* **GOAL OF THE EXERCISE**
Whenever a line of the data below holds the string "else", copy that line.

+===+

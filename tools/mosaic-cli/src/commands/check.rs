//! Check encoders and capture devices.

use mosaic_media_model::{AudioCodec, VideoCodec};
use mosaic_recorder::default_backend;

pub fn run() -> anyhow::Result<()> {
    println!("Mosaic System Check");
    println!("{}", "=".repeat(50));

    let backend = match default_backend() {
        Ok(backend) => backend,
        Err(e) => {
            println!("[FAIL] Media backend: {e}");
            return Ok(());
        }
    };
    let report = backend.capabilities();
    println!("[OK] Media backend: {}", report.backend);

    println!();
    println!("Video encoders:");
    if report.video_encoders.is_empty() {
        println!("  (none)");
    }
    for encoder in &report.video_encoders {
        let kind = if encoder.hardware { "hardware" } else { "software" };
        println!("  {} [{}] ({kind})", encoder.name, encoder.element);
    }

    println!();
    println!("Audio encoders:");
    if report.audio_encoders.is_empty() {
        println!("  (none)");
    }
    for encoder in &report.audio_encoders {
        println!("  {} [{}]", encoder.name, encoder.element);
    }

    println!();
    print_line(report.microphone, "Microphone capture");
    print_line(report.system_audio, "System audio capture");

    let per_frame = report.supports_video(VideoCodec::H264);
    let stream = report.supports_video(VideoCodec::Vp8);
    println!();
    print_line(per_frame, "Per-frame strategy (H.264 -> Matroska)");
    print_line(stream, "Stream fallback (VP8 -> WebM)");
    print_line(report.supports_audio(AudioCodec::Aac), "AAC audio");
    print_line(report.supports_audio(AudioCodec::Opus), "Opus audio");

    println!();
    if per_frame || stream {
        println!("At least one video strategy is available. Mosaic is ready.");
    } else {
        println!("No video encoder found. Install x264 or libvpx GStreamer plugins.");
    }

    Ok(())
}

fn print_line(ok: bool, what: &str) {
    let tag = if ok { "[OK]  " } else { "[MISS]" };
    println!("{tag} {what}");
}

+===+

* **EXPECTED ANSWER**
        let kind = if encoder.hardware { "hardware" } else { "software" };
    } else {
    let tag = if ok { "[OK]  " } else { "[MISS]" };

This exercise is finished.